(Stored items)
★ ★ ★ ★ ★ ★ ★
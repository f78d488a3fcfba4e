//! Application state module
//!
//! Wires the stores, the query pipeline, the registry and the publish
//! lifecycle into one clonable handle shared by every request handler.

use std::sync::Arc;

use pir_core::{ObfuscationEngine, Result};

use crate::artifacts::ArtifactStore;
use crate::auth::{CredentialVerifier, StoreCredentialVerifier};
use crate::blob::{BlobStore, LocalBlobStore, MemoryBlobStore};
use crate::config::Config;
use crate::constructor::{BlobDatasetSource, DatasetConstructor, DatasetSource};
use crate::lifecycle::LifecycleManager;
use crate::pipeline::QueryPipeline;
use crate::registry::ServiceRegistry;
use crate::row_source::{ArtifactRowSource, RowSource};
use crate::store::{AuthStore, MemoryStore, PostgresStore, ServiceStore};
use crate::transport::{LocalTransport, Transport};
use crate::worker::WorkerPool;

/// Storage and capability backends the state is assembled from.
///
/// The optional slots fall back to the artifact-backed defaults.
#[derive(Clone)]
pub struct Backends {
    pub services: Arc<dyn ServiceStore>,
    pub auths: Arc<dyn AuthStore>,
    pub blobs: Arc<dyn BlobStore>,
    pub transport: Arc<dyn Transport>,
    pub artifacts: Arc<ArtifactStore>,
    pub row_source: Option<Arc<dyn RowSource>>,
    pub verifier: Option<Arc<dyn CredentialVerifier>>,
    pub dataset_source: Option<Arc<dyn DatasetSource>>,
}

impl Backends {
    /// Memory stores, memory blobs and a local transport.
    pub fn in_memory() -> Self {
        let store = Arc::new(MemoryStore::new());
        Self {
            services: store.clone(),
            auths: store,
            blobs: Arc::new(MemoryBlobStore::new()),
            transport: Arc::new(LocalTransport::new()),
            artifacts: Arc::new(ArtifactStore::new()),
            row_source: None,
            verifier: None,
            dataset_source: None,
        }
    }

    /// PostgreSQL when `database_url` is set, a blob directory when
    /// `storage_dir` is set; memory otherwise.
    pub async fn from_config(config: &Config) -> Result<Self> {
        let mut backends = Self::in_memory();

        match &config.database_url {
            Some(url) => {
                let store = Arc::new(
                    PostgresStore::new(
                        url,
                        config.database_max_connections,
                        config.database_min_connections,
                    )
                    .await?,
                );
                backends.services = store.clone();
                backends.auths = store;
            }
            None => tracing::warn!("DATABASE_URL not set, service records are kept in memory"),
        }

        match &config.storage_dir {
            Some(dir) => {
                tracing::info!(path = %dir.display(), "Using local blob store");
                backends.blobs = Arc::new(LocalBlobStore::new(dir.clone()));
            }
            None => tracing::warn!("PIR_STORAGE_DIR not set, blobs are kept in memory"),
        }

        Ok(backends)
    }

    pub fn with_services(mut self, services: Arc<dyn ServiceStore>) -> Self {
        self.services = services;
        self
    }

    pub fn with_auths(mut self, auths: Arc<dyn AuthStore>) -> Self {
        self.auths = auths;
        self
    }

    pub fn with_blobs(mut self, blobs: Arc<dyn BlobStore>) -> Self {
        self.blobs = blobs;
        self
    }

    pub fn with_transport(mut self, transport: Arc<dyn Transport>) -> Self {
        self.transport = transport;
        self
    }

    pub fn with_row_source(mut self, rows: Arc<dyn RowSource>) -> Self {
        self.row_source = Some(rows);
        self
    }

    pub fn with_verifier(mut self, verifier: Arc<dyn CredentialVerifier>) -> Self {
        self.verifier = Some(verifier);
        self
    }

    pub fn with_dataset_source(mut self, source: Arc<dyn DatasetSource>) -> Self {
        self.dataset_source = Some(source);
        self
    }
}

/// Application state containing shared resources.
#[derive(Clone)]
pub struct AppState {
    pub config: Arc<Config>,
    pub services: Arc<dyn ServiceStore>,
    pub auths: Arc<dyn AuthStore>,
    pub blobs: Arc<dyn BlobStore>,
    pub transport: Arc<dyn Transport>,
    /// Installed lookup tables
    pub artifacts: Arc<ArtifactStore>,
    pub constructor: Arc<DatasetConstructor>,
    pub pipeline: Arc<QueryPipeline>,
    pub registry: Arc<ServiceRegistry>,
    pub lifecycle: Arc<LifecycleManager>,
    /// Construction workers
    pub pool: Arc<WorkerPool>,
}

impl AppState {
    pub fn new(config: Config, backends: Backends) -> Self {
        let Backends {
            services,
            auths,
            blobs,
            transport,
            artifacts,
            row_source,
            verifier,
            dataset_source,
        } = backends;

        let rows: Arc<dyn RowSource> = match row_source {
            Some(rows) => rows,
            None => Arc::new(ArtifactRowSource::new(artifacts.clone())),
        };
        let verifier: Arc<dyn CredentialVerifier> = match verifier {
            Some(verifier) => verifier,
            None => Arc::new(StoreCredentialVerifier::new(
                auths.clone(),
                config.credential_max_age(),
            )),
        };
        let source: Arc<dyn DatasetSource> = match dataset_source {
            Some(source) => source,
            None => Arc::new(BlobDatasetSource::new(
                blobs.clone(),
                config.dataset_prefix.clone(),
            )),
        };

        let constructor = Arc::new(DatasetConstructor::new(source, blobs.clone()));
        let pipeline = Arc::new(QueryPipeline::new(
            services.clone(),
            verifier,
            rows,
            Arc::new(ObfuscationEngine::default()),
            config.max_query_items,
            config.max_rows_per_item,
        ));
        let registry = Arc::new(ServiceRegistry::new(
            config.agency.clone(),
            transport.clone(),
            pipeline.clone(),
            services.clone(),
            constructor.clone(),
            artifacts.clone(),
        ));
        let pool = Arc::new(WorkerPool::new(
            config.publish_workers,
            config.publish_queue_capacity,
        ));
        let lifecycle = Arc::new(LifecycleManager::new(
            config.agency.clone(),
            services.clone(),
            constructor.clone(),
            artifacts.clone(),
            registry.clone(),
            pool.clone(),
            config.publish_timeout(),
        ));

        Self {
            config: Arc::new(config),
            services,
            auths,
            blobs,
            transport,
            artifacts,
            constructor,
            pipeline,
            registry,
            lifecycle,
            pool,
        }
    }

    /// Fail publishes interrupted by a restart, then re-register every
    /// successfully published service. Returns the number registered.
    pub async fn initialize(&self) -> Result<usize> {
        let interrupted = self.lifecycle.recover_interrupted().await?;
        if interrupted > 0 {
            tracing::warn!(count = interrupted, "Failed publishes interrupted by restart");
        }
        self.registry.initialize().await
    }
}
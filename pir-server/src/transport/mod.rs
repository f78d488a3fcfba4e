//! Message transport capability
//!
//! Services are exposed on topics; a topic handler receives each message and
//! answers the sender through [`Transport::send_response`].

mod local;

pub use local::{LocalTransport, SentResponse};

use std::sync::Arc;

use async_trait::async_trait;
use thiserror::Error;

#[derive(Debug, Error)]
pub enum TransportError {
    #[error("No handler registered for topic {0}")]
    UnknownTopic(String),

    #[error("Topic registration failed: {0}")]
    Register(String),

    #[error("Failed to send response: {0}")]
    Send(String),
}

/// Inbound message on a topic.
#[derive(Debug, Clone)]
pub struct TopicMessage {
    pub topic: String,
    /// Address responses are sent back to
    pub sender: String,
    pub message_id: String,
    pub payload: Vec<u8>,
}

#[async_trait]
pub trait TopicHandler: Send + Sync {
    async fn on_message(&self, message: TopicMessage);
}

#[async_trait]
pub trait Transport: Send + Sync {
    /// Route messages on `topic` to `handler`, replacing any previous handler.
    async fn register_topic(
        &self,
        topic: &str,
        handler: Arc<dyn TopicHandler>,
    ) -> Result<(), TransportError>;

    /// Answer `request` with `payload`.
    async fn send_response(
        &self,
        request: &TopicMessage,
        payload: Vec<u8>,
    ) -> Result<(), TransportError>;
}
//! Service registry
//!
//! Binds each published service to the transport topic
//! `<agency>/PIR/<service_id>` and restores those bindings at startup from
//! the `PublishSuccess` records of the agency.

use std::sync::{Arc, Weak};

use async_trait::async_trait;
use dashmap::DashMap;
use pir_core::{PirError, QueryRequest, QueryResponse, Result};
use tokio::sync::Mutex;

use crate::artifacts::ArtifactStore;
use crate::constructor::DatasetConstructor;
use crate::pipeline::QueryPipeline;
use crate::store::{PublishStatus, ServiceStore};
use crate::transport::{TopicHandler, TopicMessage, Transport, TransportError};

/// Topic a service is reachable on.
pub fn service_topic(agency: &str, service_id: &str) -> String {
    format!("{}/PIR/{}", agency, service_id)
}

/// Answers query messages for one service.
struct QueryTopicHandler {
    service_id: String,
    pipeline: Arc<QueryPipeline>,
    transport: Weak<dyn Transport>,
}

impl QueryTopicHandler {
    async fn respond(&self, payload: &[u8]) -> QueryResponse {
        let request: QueryRequest = match serde_json::from_slice(payload) {
            Ok(request) => request,
            Err(e) => {
                return QueryResponse::failure(
                    None,
                    &PirError::validation(format!("Malformed query message: {}", e)),
                )
            }
        };
        if request.query_param.service_id != self.service_id {
            return QueryResponse::failure(
                None,
                &PirError::validation(format!(
                    "Query for service {} received on the topic of {}",
                    request.query_param.service_id, self.service_id
                )),
            );
        }
        self.pipeline.query(&request).await
    }
}

#[async_trait]
impl TopicHandler for QueryTopicHandler {
    async fn on_message(&self, message: TopicMessage) {
        let response = self.respond(&message.payload).await;
        let payload = match serde_json::to_vec(&response) {
            Ok(payload) => payload,
            Err(e) => {
                tracing::error!(
                    service_id = %self.service_id,
                    error = %e,
                    "Failed to encode response"
                );
                return;
            }
        };

        let Some(transport) = self.transport.upgrade() else {
            tracing::warn!(service_id = %self.service_id, "Transport dropped, response discarded");
            return;
        };
        if let Err(e) = transport.send_response(&message, payload).await {
            tracing::warn!(
                service_id = %self.service_id,
                sender = %message.sender,
                error = %e,
                "Failed to send query response"
            );
        }
    }
}

/// Topic subscriptions of published services.
pub struct ServiceRegistry {
    agency: String,
    transport: Arc<dyn Transport>,
    pipeline: Arc<QueryPipeline>,
    services: Arc<dyn ServiceStore>,
    constructor: Arc<DatasetConstructor>,
    artifacts: Arc<ArtifactStore>,
    /// service_id -> topic, inserted once the topic is bound
    registered: DashMap<String, String>,
    /// Serializes topic binding
    registration: Mutex<()>,
}

impl ServiceRegistry {
    pub fn new(
        agency: impl Into<String>,
        transport: Arc<dyn Transport>,
        pipeline: Arc<QueryPipeline>,
        services: Arc<dyn ServiceStore>,
        constructor: Arc<DatasetConstructor>,
        artifacts: Arc<ArtifactStore>,
    ) -> Self {
        Self {
            agency: agency.into(),
            transport,
            pipeline,
            services,
            constructor,
            artifacts,
            registered: DashMap::new(),
            registration: Mutex::new(()),
        }
    }

    pub fn agency(&self) -> &str {
        &self.agency
    }

    pub fn topic(&self, service_id: &str) -> String {
        service_topic(&self.agency, service_id)
    }

    pub fn is_registered(&self, service_id: &str) -> bool {
        self.registered.contains_key(service_id)
    }

    pub fn registered_count(&self) -> usize {
        self.registered.len()
    }

    /// Subscribe the topic of `service_id`; a second call is a no-op.
    ///
    /// Returns once the topic is bound, also for concurrent callers.
    pub async fn register_service(
        &self,
        service_id: &str,
    ) -> std::result::Result<(), TransportError> {
        let _guard = self.registration.lock().await;
        if self.registered.contains_key(service_id) {
            return Ok(());
        }

        let topic = self.topic(service_id);
        let handler = Arc::new(QueryTopicHandler {
            service_id: service_id.to_string(),
            pipeline: Arc::clone(&self.pipeline),
            transport: Arc::downgrade(&self.transport),
        });
        self.transport.register_topic(&topic, handler).await?;
        self.registered.insert(service_id.to_string(), topic.clone());

        tracing::info!(service_id = %service_id, topic = %topic, "PIR service registered");
        Ok(())
    }

    /// Restore subscriptions for every published service of the agency.
    ///
    /// Services whose table cannot be loaded or registered are skipped.
    pub async fn initialize(&self) -> Result<usize> {
        let published = self
            .services
            .list(&self.agency, Some(PublishStatus::PublishSuccess))
            .await?;
        tracing::info!(
            agency = %self.agency,
            services = published.len(),
            "Restoring published services"
        );

        let mut restored = 0;
        for info in published {
            let table = match self.constructor.load(&info.service_id).await {
                Ok(table) => table,
                Err(e) => {
                    tracing::warn!(
                        service_id = %info.service_id,
                        error = %e,
                        "Skipping service without a loadable table"
                    );
                    continue;
                }
            };
            self.artifacts.install(table);

            if let Err(e) = self.register_service(&info.service_id).await {
                tracing::warn!(
                    service_id = %info.service_id,
                    error = %e,
                    "Skipping service that failed to register"
                );
                continue;
            }
            restored += 1;
        }

        Ok(restored)
    }
}

impl std::fmt::Debug for ServiceRegistry {
    fn fmt(&self, f: &mut std::fmt::Formatter<'_>) -> std::fmt::Result {
        f.debug_struct("ServiceRegistry")
            .field("agency", &self.agency)
            .field("registered", &self.registered.len())
            .finish()
    }
}
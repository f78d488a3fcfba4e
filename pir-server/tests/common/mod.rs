//! Shared fixtures for the pir-server integration tests.

#![allow(dead_code)]

use std::sync::atomic::{AtomicUsize, Ordering};
use std::sync::Arc;

use async_trait::async_trait;
use chrono::Utc;
use pir_core::{
    AlgorithmType, CredentialInfo, ObfuscateDataItem, PirClient, PirRecord, QueryParam,
    QueryRequest, QuerySecrets, Result, SearchType, ServiceSetting,
};
use pir_server::{
    ArtifactRowSource, AppState, Backends, BlobDatasetSource, BlobStore, Config, DatasetSource,
    LocalTransport, MemoryBlobStore, MemoryStore, PublishOutcome, PublishStatus, RowSource,
    ServiceAuth, SourceRow, AuthStore,
};
use tokio::sync::Semaphore;

pub const AGENCY: &str = "agency-test";
pub const ACCESS_KEY: &str = "ak-1";
pub const SECRET: &str = "secret-1";
pub const DATASET: &str = "blacklist";

/// Rows of the default dataset: keys `user-0` .. `user-9`.
pub fn dataset_lines() -> String {
    (0..10)
        .map(|i| {
            format!(
                r#"{{"id":"user-{i}","score":{},"level":"L{}"}}"#,
                i * 10,
                i % 3
            )
        })
        .collect::<Vec<_>>()
        .join("\n")
}

/// Keys of the default dataset, used as the decoy pool of `idObfuscation` clients.
pub fn dataset_keys() -> Vec<String> {
    (0..10).map(|i| format!("user-{i}")).collect()
}

pub fn setting(dataset_id: &str) -> ServiceSetting {
    ServiceSetting {
        dataset_id: dataset_id.to_string(),
        id_field: "id".to_string(),
        value_fields: vec!["score".to_string(), "level".to_string()],
        search_types: vec![SearchType::SearchExist, SearchType::SearchValue],
        algorithm_types: vec![AlgorithmType::IdFilter, AlgorithmType::IdObfuscation],
    }
}

pub fn test_config() -> Config {
    Config {
        agency: AGENCY.to_string(),
        ..Config::default()
    }
}

pub async fn seed_dataset(blobs: &dyn BlobStore, dataset_id: &str, lines: &str) {
    blobs
        .put(&format!("datasets/{}.jsonl", dataset_id), lines.as_bytes().to_vec())
        .await
        .unwrap();
}

/// Row source counting every lookup before delegating to the installed tables.
pub struct CountingRowSource {
    inner: ArtifactRowSource,
    calls: AtomicUsize,
}

impl CountingRowSource {
    pub fn calls(&self) -> usize {
        self.calls.load(Ordering::SeqCst)
    }
}

#[async_trait]
impl RowSource for CountingRowSource {
    async fn fetch_rows(
        &self,
        setting: &ServiceSetting,
        query_param: &QueryParam,
        item: &ObfuscateDataItem,
    ) -> Result<Vec<PirRecord>> {
        self.calls.fetch_add(1, Ordering::SeqCst);
        self.inner.fetch_rows(setting, query_param, item).await
    }
}

/// Dataset source that blocks reads until the gate is opened.
pub struct GatedSource {
    inner: BlobDatasetSource,
    gate: Arc<Semaphore>,
    /// Only this dataset waits when set
    only: Option<String>,
}

impl GatedSource {
    pub fn open(&self) {
        self.gate.add_permits(1024);
    }
}

#[async_trait]
impl DatasetSource for GatedSource {
    async fn read_rows(&self, dataset_id: &str) -> Result<Vec<SourceRow>> {
        if self.only.as_deref().map_or(true, |only| only == dataset_id) {
            let _permit = self.gate.acquire().await.unwrap();
        }
        self.inner.read_rows(dataset_id).await
    }
}

pub struct Harness {
    pub state: AppState,
    pub store: Arc<MemoryStore>,
    pub blobs: Arc<MemoryBlobStore>,
    pub transport: Arc<LocalTransport>,
    pub rows: Arc<CountingRowSource>,
}

impl Harness {
    pub async fn new() -> Self {
        Self::with_config(test_config()).await
    }

    pub async fn with_config(config: Config) -> Self {
        let blobs = Arc::new(MemoryBlobStore::new());
        seed_dataset(&*blobs, DATASET, &dataset_lines()).await;
        Self::over(Arc::new(MemoryStore::new()), blobs, config, None)
    }

    /// Harness whose dataset reads wait for `GatedSource::open`.
    pub async fn gated(config: Config) -> (Self, Arc<GatedSource>) {
        Self::gated_on(config, None).await
    }

    /// Like [`Harness::gated`], holding back reads of `dataset_id` only.
    pub async fn gated_on(config: Config, dataset_id: Option<&str>) -> (Self, Arc<GatedSource>) {
        let blobs = Arc::new(MemoryBlobStore::new());
        seed_dataset(&*blobs, DATASET, &dataset_lines()).await;
        let source = Arc::new(GatedSource {
            inner: BlobDatasetSource::new(blobs.clone(), "datasets"),
            gate: Arc::new(Semaphore::new(0)),
            only: dataset_id.map(String::from),
        });
        let harness = Self::over(
            Arc::new(MemoryStore::new()),
            blobs,
            config,
            Some(source.clone()),
        );
        (harness, source)
    }

    /// Fresh component graph over existing stores, as after a restart.
    pub fn over(
        store: Arc<MemoryStore>,
        blobs: Arc<MemoryBlobStore>,
        config: Config,
        source: Option<Arc<dyn DatasetSource>>,
    ) -> Self {
        let transport = Arc::new(LocalTransport::new());
        let mut backends = Backends::in_memory()
            .with_services(store.clone())
            .with_auths(store.clone())
            .with_blobs(blobs.clone())
            .with_transport(transport.clone());
        let rows = Arc::new(CountingRowSource {
            inner: ArtifactRowSource::new(backends.artifacts.clone()),
            calls: AtomicUsize::new(0),
        });
        backends = backends.with_row_source(rows.clone());
        if let Some(source) = source {
            backends = backends.with_dataset_source(source);
        }

        Self {
            state: AppState::new(config, backends),
            store,
            blobs,
            transport,
            rows,
        }
    }

    pub fn restart(&self) -> Self {
        Self::over(self.store.clone(), self.blobs.clone(), test_config(), None)
    }

    /// Publish and wait for the terminal status.
    pub async fn publish(&self, service_id: &str, setting: ServiceSetting) -> PublishStatus {
        match self.state.lifecycle.publish(service_id, setting).await.unwrap() {
            PublishOutcome::Accepted(task) => task.wait().await,
            PublishOutcome::Rejected(message) => panic!("publish rejected: {}", message),
        }
    }

    pub async fn grant(&self, service_id: &str) {
        self.store
            .grant(&ServiceAuth {
                service_id: service_id.to_string(),
                access_key_id: ACCESS_KEY.to_string(),
                access_secret: SECRET.to_string(),
                expire_at: None,
            })
            .await
            .unwrap();
    }

    /// Published, granted service ready for queries.
    pub async fn ready_service(&self, service_id: &str) {
        assert_eq!(
            self.publish(service_id, setting(DATASET)).await,
            PublishStatus::PublishSuccess
        );
        self.grant(service_id).await;
    }
}

pub fn query_param(service_id: &str, search_type: SearchType) -> QueryParam {
    QueryParam {
        service_id: service_id.to_string(),
        search_type,
        algorithm_type: String::new(),
        credential: CredentialInfo::sign(
            ACCESS_KEY,
            SECRET,
            service_id,
            Utc::now().timestamp(),
            uuid::Uuid::new_v4().to_string(),
        ),
    }
}

pub fn build_query(
    client: &PirClient,
    service_id: &str,
    search_type: SearchType,
    keys: &[&str],
) -> (QueryRequest, QuerySecrets) {
    client
        .build_query(query_param(service_id, search_type), keys)
        .unwrap()
}
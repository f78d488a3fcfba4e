//! Row lookup for query items.

use std::sync::Arc;

use async_trait::async_trait;
use pir_core::{
    AlgorithmType, ObfuscateDataItem, PirError, PirRecord, QueryParam, Result, ServiceSetting,
};

use crate::artifacts::ArtifactStore;

/// Fetches the rows a query item addresses.
#[async_trait]
pub trait RowSource: Send + Sync {
    async fn fetch_rows(
        &self,
        setting: &ServiceSetting,
        query_param: &QueryParam,
        item: &ObfuscateDataItem,
    ) -> Result<Vec<PirRecord>>;
}

/// Looks rows up in the installed table of the queried service.
pub struct ArtifactRowSource {
    artifacts: Arc<ArtifactStore>,
}

impl ArtifactRowSource {
    pub fn new(artifacts: Arc<ArtifactStore>) -> Self {
        Self { artifacts }
    }
}

#[async_trait]
impl RowSource for ArtifactRowSource {
    async fn fetch_rows(
        &self,
        setting: &ServiceSetting,
        query_param: &QueryParam,
        item: &ObfuscateDataItem,
    ) -> Result<Vec<PirRecord>> {
        let table = self.artifacts.get(&query_param.service_id).ok_or_else(|| {
            PirError::Lookup(format!(
                "No table installed for service {}",
                query_param.service_id
            ))
        })?;
        if table.dataset_id != setting.dataset_id {
            return Err(PirError::Lookup(format!(
                "Installed table of {} is built from {}, expected {}",
                query_param.service_id, table.dataset_id, setting.dataset_id
            )));
        }

        let algorithm: AlgorithmType = query_param.algorithm_type.parse()?;
        let rows = match algorithm {
            AlgorithmType::IdFilter => {
                table.filter_prefix(item.filter.as_deref().unwrap_or_default())
            }
            AlgorithmType::IdObfuscation => table.find_keys(&item.candidates),
        };
        Ok(rows)
    }
}
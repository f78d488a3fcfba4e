//! Error types for the service store.

use pir_core::PirError;
use thiserror::Error;

/// Errors raised by service/auth/invocation storage backends.
#[derive(Debug, Error)]
pub enum StoreError {
    /// Database connection failed
    #[error("Database connection error: {0}")]
    Connection(String),

    /// Migration execution failed
    #[error("Migration error: {0}")]
    Migration(String),

    /// SQL query execution failed
    #[error("Query error: {0}")]
    Query(String),

    /// Record to update does not exist
    #[error("Record not found: {0}")]
    NotFound(String),

    /// A stored value could not be decoded
    #[error("Serialization error: {0}")]
    Serialization(String),
}

impl From<sqlx::Error> for StoreError {
    fn from(e: sqlx::Error) -> Self {
        Self::Query(e.to_string())
    }
}

impl From<sqlx::migrate::MigrateError> for StoreError {
    fn from(e: sqlx::migrate::MigrateError) -> Self {
        Self::Migration(e.to_string())
    }
}

impl From<StoreError> for PirError {
    fn from(e: StoreError) -> Self {
        PirError::Storage(e.to_string())
    }
}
★ ★ ★ ★ ★ ★ ★
## [EXERCISE GOAL]
Scan the records above and report how many lines include the word "match", without any other text.

## [TASK OUTPUT]
10